William T. Schrader scite author profile

Steroid receptors are a class of molecules that function as both signal transducers and transcription factors. From cloned sequences it is apparent that steroid receptors and other transcription factors belong to a superfamily of proteins that appear to function by similar mechanisms. Functional domains for hormone and DNA binding, and for transcriptional activation, have been defined for several receptors. In some cases, specific amino acids required for function have been identified. The multi-functional steroid receptor molecules are modular in nature in that domains function independently of structural position in receptor molecules and can even function after insertion into unrelated transactivation proteins. The mechanism of receptor action is complex and multistage and a number of unanswered questions remain to be defined. Receptors are inactive in the absence of hormone in vivo; the proposed components of this inactive complex include several proteins and RNA. Theories on the physiological role of HSP 90 in this complex range from an artifactual interaction to an absolute conformational requirement for hormone binding.

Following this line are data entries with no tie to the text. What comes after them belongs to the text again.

//! Points balances kept in the ledger database, so they survive restarts.
//!
//! Three trees next to the market data:
//!
//!   points_balances      user_id (BE) -> i64 (BE)
//!   points_keys          idempotency key -> balance after it was applied
//!   points_transactions  user_id (BE) ++ sequence (BE) -> PointsTransaction JSON
//!
//! A debit or credit, its idempotency key and its log entry commit together.

use async_trait::async_trait;
use sled::transaction::{
    ConflictableTransactionError, ConflictableTransactionResult, TransactionError, TransactionalTree,
};
use sled::{IVec, Transactional};
use tracing::{debug, error, info};

use super::{BalanceService, PointsError, PointsTransaction, TxKind};
use crate::ledger::{LedgerStore, StoreError};
use crate::market_resolve::markets::{Points, UserId};

type PointsTxResult<T> = ConflictableTransactionResult<T, PointsError>;

fn account_key(user_id: UserId) -> [u8; 8] {
    user_id.to_be_bytes()
}

fn log_key(user_id: UserId, sequence: u64) -> Vec<u8> {
    let mut key = account_key(user_id).to_vec();
    key.extend_from_slice(&sequence.to_be_bytes());
    key
}

fn read_points(bytes: &[u8]) -> Result<Points, PointsError> {
    let raw: [u8; 8] = bytes
        .try_into()
        .map_err(|_| PointsError::Rejected(format!("corrupt balance record of {} bytes", bytes.len())))?;
    Ok(Points::from_be_bytes(raw))
}

fn tx_points(bytes: &IVec) -> PointsTxResult<Points> {
    read_points(bytes).map_err(ConflictableTransactionError::Abort)
}

fn tx_log(log: &TransactionalTree, entry: &PointsTransaction) -> PointsTxResult<()> {
    let bytes = serde_json::to_vec(entry)
        .map_err(|e| ConflictableTransactionError::Abort(PointsError::Rejected(e.to_string())))?;
    let sequence = log.generate_id().map_err(ConflictableTransactionError::Storage)?;
    log.insert(log_key(entry.user_id, sequence), bytes)?;
    Ok(())
}

/// Balances stored in sled. New users start with `starting_balance`.
#[derive(Clone)]
pub struct SledPointsBank {
    starting_balance: Points,
    balances: sled::Tree,
    applied: sled::Tree,
    transactions: sled::Tree,
}

impl SledPointsBank {
    pub fn open(store: &LedgerStore, starting_balance: Points) -> Result<Self, StoreError> {
        Ok(Self {
            starting_balance,
            balances: store.tree("points_balances")?,
            applied: store.tree("points_keys")?,
            transactions: store.tree("points_transactions")?,
        })
    }

    /// Movements for one user, oldest first
    pub fn transactions(&self, user_id: UserId) -> Result<Vec<PointsTransaction>, StoreError> {
        let mut out = Vec::new();
        for item in self.transactions.scan_prefix(account_key(user_id)) {
            let (_, value) = item?;
            out.push(serde_json::from_slice(&value)?);
        }
        Ok(out)
    }

    fn apply(&self, user_id: UserId, amount: Points, key: &str, kind: TxKind) -> Result<Points, PointsError> {
        if amount <= 0 {
            return Err(PointsError::Rejected(format!("amount must be positive, got {}", amount)));
        }

        let trees = (&self.balances, &self.applied, &self.transactions);
        let result = trees.transaction(|(balances, applied, log)| -> PointsTxResult<(Points, bool, bool)> {
            if let Some(previous) = applied.get(key.as_bytes())? {
                return Ok((tx_points(&previous)?, false, true));
            }

            let account = account_key(user_id);
            let (current, opened) = match balances.get(account)? {
                Some(bytes) => (tx_points(&bytes)?, false),
                None => {
                    let created = PointsTransaction::new(
                        TxKind::AccountCreated,
                        user_id,
                        self.starting_balance,
                        None,
                        self.starting_balance,
                    );
                    tx_log(log, &created)?;
                    (self.starting_balance, true)
                }
            };

            let updated = match kind {
                TxKind::Debit if current < amount => {
                    return Err(ConflictableTransactionError::Abort(PointsError::Insufficient {
                        required: amount,
                        available: current,
                    }));
                }
                TxKind::Debit => current - amount,
                _ => current.checked_add(amount).ok_or_else(|| {
                    ConflictableTransactionError::Abort(PointsError::Rejected("balance overflow".into()))
                })?,
            };

            balances.insert(&account[..], &updated.to_be_bytes()[..])?;
            applied.insert(key.as_bytes(), &updated.to_be_bytes()[..])?;
            tx_log(log, &PointsTransaction::new(kind, user_id, amount, Some(key), updated))?;
            Ok((updated, opened, false))
        });

        match result {
            Ok((balance, opened, duplicate)) => {
                if opened {
                    info!(user_id, starting_balance = self.starting_balance, "points account opened");
                }
                if duplicate {
                    debug!(user_id, key, "duplicate points request ignored");
                }
                Ok(balance)
            }
            Err(TransactionError::Abort(e)) => Err(e),
            Err(TransactionError::Storage(e)) => {
                error!(user_id, key, error = %e, "points storage failed");
                Err(PointsError::Rejected(format!("points storage failed: {}", e)))
            }
        }
    }
}

#[async_trait]
impl BalanceService for SledPointsBank {
    async fn balance(&self, user_id: UserId) -> Result<Points, PointsError> {
        match self.balances.get(account_key(user_id)) {
            Ok(Some(bytes)) => read_points(&bytes),
            Ok(None) => Ok(self.starting_balance),
            Err(e) => Err(PointsError::Rejected(format!("points storage failed: {}", e))),
        }
    }

    async fn debit(&self, user_id: UserId, amount: Points, idempotency_key: &str) -> Result<Points, PointsError> {
        self.apply(user_id, amount, idempotency_key, TxKind::Debit)
    }

    async fn credit(&self, user_id: UserId, amount: Points, idempotency_key: &str) -> Result<Points, PointsError> {
        self.apply(user_id, amount, idempotency_key, TxKind::Credit)
    }
}

#[cfg(test)]
mod tests {
    use super::*;

    fn bank(starting_balance: Points) -> SledPointsBank {
        SledPointsBank::open(&LedgerStore::temporary().unwrap(), starting_balance).unwrap()
    }

    #[tokio::test]
    async fn test_balance_read_does_not_open_account() {
        let bank = bank(1000);
        assert_eq!(bank.balance(7).await.unwrap(), 1000);
        assert!(bank.transactions(7).unwrap().is_empty());
    }

    #[tokio::test]
    async fn test_debit_credit_and_log() {
        let bank = bank(100);
        assert_eq!(bank.debit(1, 40, "bet:a").await.unwrap(), 60);
        assert_eq!(bank.credit(1, 15, "payout:a").await.unwrap(), 75);
        assert_eq!(bank.balance(1).await.unwrap(), 75);

        let kinds: Vec<TxKind> = bank.transactions(1).unwrap().iter().map(|t| t.kind).collect();
        assert_eq!(kinds, vec![TxKind::AccountCreated, TxKind::Debit, TxKind::Credit]);
        assert!(bank.transactions(2).unwrap().is_empty());
    }

    #[tokio::test]
    async fn test_idempotency_key_applies_once() {
        let bank = bank(100);
        bank.debit(1, 40, "bet:x").await.unwrap();
        assert_eq!(bank.debit(1, 40, "bet:x").await.unwrap(), 60);
        assert_eq!(bank.balance(1).await.unwrap(), 60);
        assert_eq!(bank.transactions(1).unwrap().len(), 2);
    }

    #[tokio::test]
    async fn test_overdraft_leaves_nothing_behind() {
        let bank = bank(10);
        let err = bank.debit(1, 11, "bet:y").await.unwrap_err();
        assert_eq!(err, PointsError::Insufficient { required: 11, available: 10 });
        assert!(bank.transactions(1).unwrap().is_empty());

        bank.credit(1, 10, "payout:y").await.unwrap();
        assert_eq!(bank.debit(1, 11, "bet:y").await.unwrap(), 9);
    }

    #[tokio::test]
    async fn test_balances_survive_reopen() {
        let path = std::env::temp_dir().join(format!("points_{}", uuid::Uuid::new_v4().simple()));
        {
            let store = LedgerStore::open(&path).unwrap();
            let bank = SledPointsBank::open(&store, 500).unwrap();
            bank.debit(3, 120, "bet:z").await.unwrap();
            store.flush().await.unwrap();
        }

        let store = LedgerStore::open(&path).unwrap();
        let bank = SledPointsBank::open(&store, 500).unwrap();
        assert_eq!(bank.balance(3).await.unwrap(), 380);
        assert_eq!(bank.debit(3, 120, "bet:z").await.unwrap(), 380);
        drop((bank, store));
        let _ = std::fs::remove_dir_all(&path);
    }
}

Although its function has not been demonstrated clearly yet, there is a consensus that one major function is to inactivate receptor by blocking DNA binding. Most of the steroid receptors appear to be nuclear in the absence of hormone. The transformation process produces a receptor molecule that is capable of specific DNA binding and transcriptional activation. The specificity of DNA binding is conferred by as few as three amino acids in the first finger of the C1 region. Receptors appear to bind to DNA as dimers although whether dimers are preformed in cytoplasm remains unknown. Although the DNA binding domain is required for gene activation, other regions of the molecule in the carboxyl and amino terminus enhance activation function. Important interactions of steroid receptors with other receptors and unrelated transcription factors has been proposed and most certainly occurs. Finally, posttranslational modifications such as phosphorylation have been postulated to modulate several functional properties of steroid receptors.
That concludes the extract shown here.